Start of Block
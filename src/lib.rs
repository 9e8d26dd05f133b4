//! Datakit Shared Library
//!
//! This crate contains shared utilities used across datakit services: a
//! logging wrapper, string masking and validation helpers, a generic typed
//! data container with pluggable validation, and rudimentary file-backed
//! persistence with post-read/post-write processor hooks.
//!
//! # Features
//!
//! - **Data Containers**: A single-value container whose shape (string,
//!   list, tuple, integer, float, decimal, mapping) is fixed at construction
//! - **Validators**: Pluggable string and numeric-range validators gating
//!   every store
//! - **Masking**: Helpers for masking sensitive strings before display
//! - **Persistence**: Whole-file text I/O with an optional age-based cache
//! - **Configuration**: TOML-backed settings for logging and caching
//!
//! # Usage
//!
//! ```rust
//! use datakit_shared::container::{DataKind, GenericDataContainer};
//! use datakit_shared::validation::{StringRules, StringValidator};
//! use datakit_shared::value::Value;
//!
//! // Create a string container gated by a length rule
//! let rules = StringRules::default().min_length(4);
//! let mut container = GenericDataContainer::new("greeting", DataKind::String)
//!     .with_validator(Box::new(StringValidator::new(rules)));
//!
//! assert!(container.store(Value::from("hi"), None).is_err());
//! assert_eq!(container.store(Value::from("hello"), None).unwrap(), 5);
//! ```

pub mod config;
pub mod container;
pub mod logging;
pub mod masking;
pub mod persistence;
pub mod validation;
pub mod value;

// Re-export commonly used types for convenience
pub use container::{DataKind, GenericDataContainer};
pub use masking::{mask_sensitive_string, MaskOptions};
pub use validation::{
    is_valid_email, validate_string, DataValidator, NumberValidator, NumericRange, StringRules,
    StringValidator, ValidatorKind,
};
pub use value::Value;

// Re-export config functionality
pub use config::{default_config_path, CacheSettings, LoggingSettings, SharedConfig};

// Re-export persistence functionality
pub use persistence::{FileExistsProcessor, IoProcessor, ReadOptions, TextFileIO};

/// Current library version
pub const VERSION: &str = env!("CARGO_PKG_VERSION");

/// Error types used throughout the library
pub mod error {
    use thiserror::Error;

    /// Common error type for shared library operations
    #[derive(Error, Debug)]
    pub enum SharedError {
        #[error("Construction error: {message}")]
        Construction { message: String },

        #[error("Validation error: {message}")]
        Validation { message: String },

        #[error("Conversion error: {message}")]
        Conversion { message: String },

        #[error("State error: {message}")]
        State { message: String },

        #[error("Serialization error: {message}")]
        Serialization { message: String },

        #[error("Configuration error: {message}")]
        Config { message: String },

        #[error("Internal error: {message}")]
        Internal { message: String },

        #[error("IO error: {0}")]
        Io(#[from] std::io::Error),
    }

    impl From<anyhow::Error> for SharedError {
        fn from(error: anyhow::Error) -> Self {
            SharedError::Internal {
                message: error.to_string(),
            }
        }
    }

    /// Result type alias for shared library operations
    pub type SharedResult<T> = Result<T, SharedError>;
}

pub use error::{SharedError, SharedResult};

/// Library configuration and constants
pub mod constants {
    /// Default minimum length accepted by string validation
    pub const DEFAULT_MIN_STRING_LENGTH: usize = 1;

    /// Default maximum length accepted by string validation
    pub const DEFAULT_MAX_STRING_LENGTH: usize = 255;

    /// Default number of mask characters emitted for fixed-length masking
    pub const DEFAULT_MASK_LENGTH: usize = 8;

    /// Default mask character
    pub const DEFAULT_MASK_CHAR: char = '*';

    /// Default maximum age (seconds) of a cached file read
    pub const DEFAULT_CACHE_MAX_AGE_SECS: i64 = 900;

    /// Shape names accepted by `DataKind::from_name`
    pub const SUPPORTED_DATA_KINDS: &[&str] = &[
        "str", "list", "tuple", "int", "float", "decimal", "dict",
    ];
}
End of Block
### [Work instructions]
All of the material is to be retyped verbatim.

### [Written answer]
filename src/lib.rs
repository 9e8d26dd05f133b4
//! Datakit Shared Library
//!
//! This crate contains shared utilities used across datakit services: a
//! logging wrapper, string masking and validation helpers, a generic typed
//! data container with pluggable validation, and rudimentary file-backed
//! persistence with post-read/post-write processor hooks.
//!
//! # Features
//!
//! - **Data Containers**: A single-value container whose shape (string,
//!   list, tuple, integer, float, decimal, mapping) is fixed at construction
//! - **Validators**: Pluggable string and numeric-range validators gating
//!   every store
//! - **Masking**: Helpers for masking sensitive strings before display
//! - **Persistence**: Whole-file text I/O with an optional age-based cache
//! - **Configuration**: TOML-backed settings for logging and caching
//!
//! # Usage
//!
//! ```rust
//! use datakit_shared::container::{DataKind, GenericDataContainer};
//! use datakit_shared::validation::{StringRules, StringValidator};
//! use datakit_shared::value::Value;
//!
//! // Create a string container gated by a length rule
//! let rules = StringRules::default().min_length(4);
//! let mut container = GenericDataContainer::new("greeting", DataKind::String)
//!     .with_validator(Box::new(StringValidator::new(rules)));
//!
//! assert!(container.store(Value::from("hi"), None).is_err());
//! assert_eq!(container.store(Value::from("hello"), None).unwrap(), 5);
//! ```

pub mod config;
pub mod container;
pub mod logging;
pub mod masking;
pub mod persistence;
pub mod validation;
pub mod value;

// Re-export commonly used types for convenience
pub use container::{DataKind, GenericDataContainer};
pub use masking::{mask_sensitive_string, MaskOptions};
pub use validation::{
    is_valid_email, validate_string, DataValidator, NumberValidator, NumericRange, StringRules,
    StringValidator, ValidatorKind,
};
pub use value::Value;

// Re-export config functionality
pub use config::{default_config_path, CacheSettings, LoggingSettings, SharedConfig};

// Re-export persistence functionality
pub use persistence::{FileExistsProcessor, IoProcessor, ReadOptions, TextFileIO};

/// Current library version
pub const VERSION: &str = env!("CARGO_PKG_VERSION");

/// Error types used throughout the library
pub mod error {
    use thiserror::Error;

    /// Common error type for shared library operations
    #[derive(Error, Debug)]
    pub enum SharedError {
        #[error("Construction error: {message}")]
        Construction { message: String },

        #[error("Validation error: {message}")]
        Validation { message: String },

        #[error("Conversion error: {message}")]
        Conversion { message: String },

        #[error("State error: {message}")]
        State { message: String },

        #[error("Serialization error: {message}")]
        Serialization { message: String },

        #[error("Configuration error: {message}")]
        Config { message: String },

        #[error("Internal error: {message}")]
        Internal { message: String },

        #[error("IO error: {0}")]
        Io(#[from] std::io::Error),
    }

    impl From<anyhow::Error> for SharedError {
        fn from(error: anyhow::Error) -> Self {
            SharedError::Internal {
                message: error.to_string(),
            }
        }
    }

    /// Result type alias for shared library operations
    pub type SharedResult<T> = Result<T, SharedError>;
}

pub use error::{SharedError, SharedResult};

/// Library configuration and constants
pub mod constants {
    /// Default minimum length accepted by string validation
    pub const DEFAULT_MIN_STRING_LENGTH: usize = 1;

    /// Default maximum length accepted by string validation
    pub const DEFAULT_MAX_STRING_LENGTH: usize = 255;

    /// Default number of mask characters emitted for fixed-length masking
    pub const DEFAULT_MASK_LENGTH: usize = 8;

    /// Default mask character
    pub const DEFAULT_MASK_CHAR: char = '*';

    /// Default maximum age (seconds) of a cached file read
    pub const DEFAULT_CACHE_MAX_AGE_SECS: i64 = 900;

    /// Shape names accepted by `DataKind::from_name`
    pub const SUPPORTED_DATA_KINDS: &[&str] = &[
        "str", "list", "tuple", "int", "float", "decimal", "dict",
    ];
}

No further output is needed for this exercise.